Data distributions in designs

Data distributions in reality

Every. Damn. Time.

A classification scheme needs to work for any distribution, without our intervention.

Things to consider

Will the map be useful and look good?

Will charts be useful and look good?

Are the breaks meaningful?

Are the breaks understandable?

Are the breaks pretty numbers?

Jenks Optimal Breaks

Maximizes similarity within groups
and difference between groups.

See: Tom MacWright's JavaScript implementation.

BUT breaks will be weird numbers unique to every distribution. Difficult to make comparisons between datasets.

Quantile Breaks

Same number of items in each bin.

Guarantees some variety on the map.

See: D3 quantile scales.

BUT quantiles obfuscate magnitudes and can excessively split similar numbers or group disparate numbers.

A compromise

Breaks at unevenly spaced percentiles, while still masking actual magnitudes, can keep skews under control but highlight low and/or high ends. As a bonus, labels can always be pretty numbers.

A final trick

Percentiles based on unique values prevent a single value from spanning multiple bins.

// basic example
function getValueAtPercentile( data, percentile ){
  return data[ parseInt( (data.length - 1) * percentile ) ];
}
// using underscore.js
var dataArray = _.sortBy( [ 0, 0, 12, 23, 2, 5, 0, 5, 19, 0, 0, 0, 33, 9, 25, 0 ], Number );
var uniques = _.uniq( dataArray, true );
getValueAtPercentile( dataArray, .25 ); // = 0
getValueAtPercentile( uniques, .25 ); //  = 5

Density

Geography is messy and crowded

Things overlap

Make sure small things are on top of large things.

function drawMapForMonth(m){
  var circle = map.selectAll("circle")
    .sort(function(a,b){
      return Math.abs(b[m]) - Math.abs(a[m]);
    })
  // etc
}

Some things are large and some are small.

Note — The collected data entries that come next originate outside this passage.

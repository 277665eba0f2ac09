//! Domain models - door, detection and passage types

pub mod types;

pub use types::{DetectionState, DoorState, Passage, PassageOutcome, SensorSide};
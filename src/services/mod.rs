//! Services - door control logic
//!
//! - `stepper` - Four-coil stepper phase driver
//! - `door_motion` - Open/close ramps and door state
//! - `occupancy` - People counter and light relay
//! - `detector` - Sensor polling and passage state machine
//! - `report_worker` - Async telemetry worker

pub mod detector;
pub mod door_motion;
pub mod occupancy;
pub mod report_worker;
pub mod stepper;

// Re-export commonly used types
pub use detector::DoorController;
pub use door_motion::DoorMotion;
pub use occupancy::Occupancy;
pub use report_worker::{create_report_worker, report_channel, ReportSender, ReportWorker};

Take advantage of known geographies.

null

Expect holes in the data

Design for them and catch them in code. "No data" is data.

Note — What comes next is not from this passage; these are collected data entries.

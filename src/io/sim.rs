//! Simulated GPIO lines
//!
//! Cloneable pin handles around shared state. The controller owns one clone,
//! the caller keeps another to drive sensors or inspect outputs. Used by the
//! `simulated` backend and throughout the tests.
//!
//! Timing uses the tokio clock so scripted sensors follow paused test time.

use embedded_hal::digital::{self, ErrorKind, ErrorType, InputPin, OutputPin};
use parking_lot::Mutex;
use std::sync::Arc;
use std::time::Duration;
use tokio::time::Instant;

/// Injected pin fault
#[derive(Debug, Clone, Copy, PartialEq, Eq)]
pub struct SimFault;

impl digital::Error for SimFault {
    fn kind(&self) -> ErrorKind {
        ErrorKind::Other
    }
}

#[derive(Debug, Default)]
struct InputState {
    forced: Option<bool>,
    /// Active intervals [start, end)
    windows: Vec<(Instant, Instant)>,
    failures_pending: u32,
    fail_always: bool,
    reads: u64,
}

impl InputState {
    fn level(&self, now: Instant) -> bool {
        self.forced
            .unwrap_or_else(|| self.windows.iter().any(|(start, end)| *start <= now && now < *end))
    }
}

/// Presence sensor line driven from test or stdin
#[derive(Debug, Clone, Default)]
pub struct SimInput {
    state: Arc<Mutex<InputState>>,
}

impl SimInput {
    pub fn new() -> Self {
        Self::default()
    }

    /// Hold the line at a fixed level until [`SimInput::release`]
    pub fn set(&self, active: bool) {
        self.state.lock().forced = Some(active);
    }

    /// Drop a forced level, falling back to scripted windows
    pub fn release(&self) {
        self.state.lock().forced = None;
    }

    /// Activate the line for `duration` starting now
    pub fn pulse(&self, duration: Duration) {
        self.pulse_after(Duration::ZERO, duration);
    }

    /// Activate the line for `duration` starting `offset` from now
    pub fn pulse_after(&self, offset: Duration, duration: Duration) {
        let now = Instant::now();
        let start = now + offset;
        let mut state = self.state.lock();
        // Expired windows can never match again
        state.windows.retain(|(_, end)| *end > now);
        state.windows.push((start, start + duration));
    }

    /// Fail the next `count` reads
    pub fn fail_next(&self, count: u32) {
        self.state.lock().failures_pending = count;
    }

    /// Fail every read from now on
    pub fn fail_always(&self) {
        self.state.lock().fail_always = true;
    }

    pub fn reads(&self) -> u64 {
        self.state.lock().reads
    }
}

impl ErrorType for SimInput {
    type Error = SimFault;
}

impl InputPin for SimInput {
    fn is_high(&mut self) -> Result<bool, Self::Error> {
        let mut state = self.state.lock();
        state.reads += 1;
        if state.fail_always {
            return Err(SimFault);
        }
        if state.failures_pending > 0 {
            state.failures_pending -= 1;
            return Err(SimFault);
        }
        Ok(state.level(Instant::now()))
    }

    fn is_low(&mut self) -> Result<bool, Self::Error> {
        self.is_high().map(|high| !high)
    }
}

#[derive(Debug, Default)]
struct OutputState {
    high: bool,
    writes: u64,
    rising_edges: u64,
    failures_pending: u32,
    fail_always: bool,
}

/// Output line that records what was written to it
#[derive(Debug, Clone, Default)]
pub struct SimOutput {
    state: Arc<Mutex<OutputState>>,
}

impl SimOutput {
    pub fn new() -> Self {
        Self::default()
    }

    /// Start at a given level without counting a write
    pub fn with_level(high: bool) -> Self {
        let output = Self::default();
        output.state.lock().high = high;
        output
    }

    pub fn is_set_high(&self) -> bool {
        self.state.lock().high
    }

    /// Total successful writes
    pub fn writes(&self) -> u64 {
        self.state.lock().writes
    }

    /// Low-to-high transitions, one per energized motor phase
    pub fn rising_edges(&self) -> u64 {
        self.state.lock().rising_edges
    }

    pub fn fail_next(&self, count: u32) {
        self.state.lock().failures_pending = count;
    }

    pub fn fail_always(&self) {
        self.state.lock().fail_always = true;
    }

    fn write(&self, high: bool) -> Result<(), SimFault> {
        let mut state = self.state.lock();
        if state.fail_always {
            return Err(SimFault);
        }
        if state.failures_pending > 0 {
            state.failures_pending -= 1;
            return Err(SimFault);
        }
        if high && !state.high {
            state.rising_edges += 1;
        }
        state.high = high;
        state.writes += 1;
        Ok(())
    }
}

impl ErrorType for SimOutput {
    type Error = SimFault;
}

impl OutputPin for SimOutput {
    fn set_low(&mut self) -> Result<(), Self::Error> {
        self.write(false)
    }

    fn set_high(&mut self) -> Result<(), Self::Error> {
        self.write(true)
    }
}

See The Design of Nothing: Null, Zero, Blank

Andy Kirk, OpenVis 2014

Know no data

// no data might be...
null
undefined
NaN
""
"NULL"
-9999
// &c. &c.
// a tempting way to catch "no data" in javascript
if ( data ){
  // yay, we have data!
} 

// but watch out!
var data = 0; // zero is real data
if ( data ){
  // zero won't get us in here :(
}

Texture on choropleth maps

See: Textures.js by Riccardo Scalco

Gaps in time series data

Gaps in time series data

Text

An often overlooked element of cartography is the prose that goes along with the map. Sometimes when you are anticipating a small snippet of text, you get a novel's worth instead. It's often a good idea to restrict the size of text boxes with CSS properties such as max-height and overflow:auto so that when a million words are thrown at you, your layout isn't ruined by text that overflows its allotted space and goes on and on and on and on and on and on and on and on and on and on and on and on and on and on and on and on and on and on and on and on and on and on and on and on and on and on and on and on and on and on and on and on and on and on and on and on and on and on and on and on and on and on and on and on and on and on and on and on and on and on and on and on and on and on and on and on and on and on and on and on and on and on and on and on and on and on and on and on and on and on and on and on and on and on and on and on and on and on and on and on and on and on and on and on and on and on and on and on and on and on and on and on and on and on and on and on and on and on and on and on and on and on and on and on and on and on and on and on and on and on and on and on and on and on and on and on and on and on and on and on and on and on and on and on and on and on and on and on and on and on and on and on and on and on and on and on and on and on and on and on and on and on and on and on and on and on and on and on and on and on and on and on and on .

Abbreviation

Mind your number formatting

For example:

function format(val){
  return val + " seat" + ( val != 1 ? "s" : "" );
}
function format(val){
  if ( val > 1000000000 ) return val / 1000000000 + " billion";
  if ( val > 1000000 ) return val / 1000000 + " million";
  if ( val > 1000 ) return val / 1000 + " thousand";
  return val;
}

The Lorem Ipsum Map

Real — or even realistic — data is not always available to designers and developers.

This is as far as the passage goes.